APPLICABILITY OF CHRONICALLY IMPLANTABLE AND TRANSPARENT MICROECOG DEVICES FOR SIMULTANEOUS MEASUREMENT OF SPONTANEOUS CALCIUM AND ELECTROPHYSIOLOGICAL ACTIVITY IN AWAKE MICE
Madarász Miklós
János Szentágothai Neurosciences
Dr. Bereczki Dániel
SE Neurológiai és Pszichiátriai Klinika közös tanterme
2026-05-19 10:30:00
Functional neurosciences
Dr. Sperlágh Beáta
Dr. Rózsa Balázs
Dr. Borbély Sándor
Dr. Dávid Csaba
Dr. Kamondi Anita
Dr. Varga Viktor
Dr. Kis Petiková Katarína
Through extensive characterization and experiments in vitro and in vivo in awake mice, we sought to validate the usability of the Parylene HT/ ITO and Thiol-ene/acrylate / SIROF composed transparent, implantable ECoG devices in two-photon imaging experiments.

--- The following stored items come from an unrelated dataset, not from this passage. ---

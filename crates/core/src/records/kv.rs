// SPDX-License-Identifier: BUSL-1.1
// Copyright (c) 2026 Alfred Jean LLC

use serde::{Deserialize, Serialize};

/// Last-write-wins key/value row.
#[derive(Debug, Clone, Serialize, Deserialize)]
pub struct KvEntry {
    pub key: String,
    pub value: serde_json::Value,
    pub updated_at_ms: u64,
}
// SPDX-License-Identifier: BUSL-1.1
// Copyright (c) 2026 Alfred Jean LLC

//! Plans, feedback and reflections

use crate::{from_json_text, json_text, StateStore, StoreError};
use aether_core::{
    FeedbackRecord, Pid, PlanId, PlanRecord, PlanStatus, ReflectionRecord, Uid,
};
use rusqlite::{params, OptionalExtension, Row};

fn row_to_plan(row: &Row<'_>) -> Result<(PlanRecord, String), rusqlite::Error> {
    let status: String = row.get(3)?;
    let tree: String = row.get(4)?;
    Ok((
        PlanRecord {
            id: PlanId::new(row.get::<_, String>(0)?),
            pid: Pid(row.get(1)?),
            agent_uid: Uid::new(row.get::<_, String>(2)?),
            status: PlanStatus::parse(&status).unwrap_or(PlanStatus::Active),
            tree: Vec::new(),
            created_at_ms: row.get::<_, i64>(5)? as u64,
            updated_at_ms: row.get::<_, i64>(6)? as u64,
        },
        tree,
    ))
}

impl StateStore {
    pub fn upsert_plan(&self, plan: &PlanRecord) -> Result<(), StoreError> {
        self.conn().execute(
            r#"
            INSERT INTO plans (id, pid, agent_uid, status, tree, created_at_ms, updated_at_ms)
            VALUES (?1, ?2, ?3, ?4, ?5, ?6, ?7)
            ON CONFLICT(id) DO UPDATE SET
                status = ?4,
                tree = ?5,
                updated_at_ms = ?7
            "#,
            params![
                plan.id.as_str(),
                plan.pid.as_i64(),
                plan.agent_uid.as_str(),
                plan.status.as_str(),
                json_text(&plan.tree)?,
                plan.created_at_ms as i64,
                plan.updated_at_ms as i64,
            ],
        )?;
        Ok(())
    }

    pub fn get_plan(&self, id: &PlanId) -> Result<Option<PlanRecord>, StoreError> {
        let conn = self.conn();
        let result = conn
            .query_row(
                "SELECT id, pid, agent_uid, status, tree, created_at_ms, updated_at_ms \
                 FROM plans WHERE id = ?1",
                params![id.as_str()],
                |row| row_to_plan(row),
            )
            .optional()?;
        match result {
            Some((mut plan, tree)) => {
                plan.tree = from_json_text(&tree)?;
                Ok(Some(plan))
            }
            None => Ok(None),
        }
    }

    pub fn plan_for_pid(&self, pid: Pid) -> Result<Option<PlanRecord>, StoreError> {
        let conn = self.conn();
        let result = conn
            .query_row(
                "SELECT id, pid, agent_uid, status, tree, created_at_ms, updated_at_ms \
                 FROM plans WHERE pid = ?1 ORDER BY updated_at_ms DESC LIMIT 1",
                params![pid.as_i64()],
                |row| row_to_plan(row),
            )
            .optional()?;
        match result {
            Some((mut plan, tree)) => {
                plan.tree = from_json_text(&tree)?;
                Ok(Some(plan))
            }
            None => Ok(None),
        }
    }

    /// Update a plan's status, enforcing the monotone transition rule.
    pub fn update_plan_status(&self, id: &PlanId, to: PlanStatus, now_ms: u64) -> Result<PlanRecord, StoreError> {
        let current = self
            .get_plan(id)?
            .ok_or_else(|| StoreError::not_found(format!("plan {id}")))?;

        if !current.status.can_transition(to) && current.status != to {
            return Err(StoreError::Invalid(format!(
                "plan {} is {} and cannot become {}",
                id,
                current.status.as_str(),
                to.as_str()
            )));
        }

        self.conn().execute(
            "UPDATE plans SET status = ?2, updated_at_ms = ?3 WHERE id = ?1",
            params![id.as_str(), to.as_str(), now_ms as i64],
        )?;

        let mut updated = current;
        updated.status = to;
        updated.updated_at_ms = now_ms;
        Ok(updated)
    }

    pub fn insert_feedback(&self, feedback: &FeedbackRecord) -> Result<i64, StoreError> {
        let conn = self.conn();
        conn.execute(
            "INSERT INTO feedback (pid, agent_uid, rating, comment, created_at_ms) \
             VALUES (?1, ?2, ?3, ?4, ?5)",
            params![
                feedback.pid.as_i64(),
                feedback.agent_uid.as_str(),
                feedback.rating,
                feedback.comment,
                feedback.created_at_ms as i64,
            ],
        )?;
        Ok(conn.last_insert_rowid())
    }

    pub fn insert_reflection(&self, reflection: &ReflectionRecord) -> Result<i64, StoreError> {
        let conn = self.conn();
        conn.execute(
            "INSERT INTO reflections (pid, agent_uid, content, created_at_ms) \
             VALUES (?1, ?2, ?3, ?4)",
            params![
                reflection.pid.as_i64(),
                reflection.agent_uid.as_str(),
                reflection.content,
                reflection.created_at_ms as i64,
            ],
        )?;
        Ok(conn.last_insert_rowid())
    }

    pub fn reflections_for_agent(
        &self,
        agent_uid: &Uid,
        limit: usize,
    ) -> Result<Vec<ReflectionRecord>, StoreError> {
        let conn = self.conn();
        let mut stmt = conn.prepare(
            "SELECT id, pid, agent_uid, content, created_at_ms FROM reflections \
             WHERE agent_uid = ?1 ORDER BY id DESC LIMIT ?2",
        )?;
        let rows = stmt.query_map(params![agent_uid.as_str(), limit as i64], |row| {
            Ok(ReflectionRecord {
                id: row.get(0)?,
                pid: Pid(row.get(1)?),
                agent_uid: Uid::new(row.get::<_, String>(2)?),
                content: row.get(3)?,
                created_at_ms: row.get::<_, i64>(4)? as u64,
            })
        })?;
        let mut out = Vec::new();
        for row in rows {
            out.push(row?);
        }
        Ok(out)
    }
}

#[cfg(test)]
#[path = "plans_tests.rs"]
mod tests;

We introduced novel material compositions and device designs and subjected those devices to many tests, covering particularly electrochemical properties, transparency and rigidity. In vitro tests on acute mouse brain slices served as a middle ground towards in vivo experiments, and we explored the optical characteristics, photothermal and photoelectric effects on the devices more in depth. As our main goal, we implanted these transparent devices in mice, both on the cortical and the hippocampal surface, for use in two-photon imaging and validated the in vivo, long term performance of ECoG and calcium imaging, the basis of concurrent measurements. Finally, we characterized the histological context of the implantations with DAPI, GFAP and NeuroTrace labelings at different time points post implantation.
The results of all of these tests point out conclusively the applicability of both Parylene HT/ ITO and Thiol-ene/acrylate / SIROF composed devices in concurrent ECoG and two-photon calcium imaging experiments in awake mice. The devices possess excellent optical transparency. Electrochemical properties reflected the material choices in the devices’ design and allowed good quality recordings months after implantation with minimal loss of recording sites. Two-photon calcium imaging of GCaMP6f labelled cortical neurons through the implanted devices provided satisfactory data on the activity of neuronal populations 51 days (Parylene HT / ITO) and 22 weeks (Thiol-ene/acrylate / SIROF) after implantation. Last but not least, the use of shape memory polymer materials supported the implantation of the devices and the tackling of the following immune response by conforming to the cortical surface better.
In light of these experiments we concluded that the implantable devices introduced here are suitable for combined electrocorticography and two - photon calcium imaging chronically, in awake mice and are good candidates for cellular level resolution mapping of neuronal ensembles with electrophysiology and simultaneous two-photon imaging.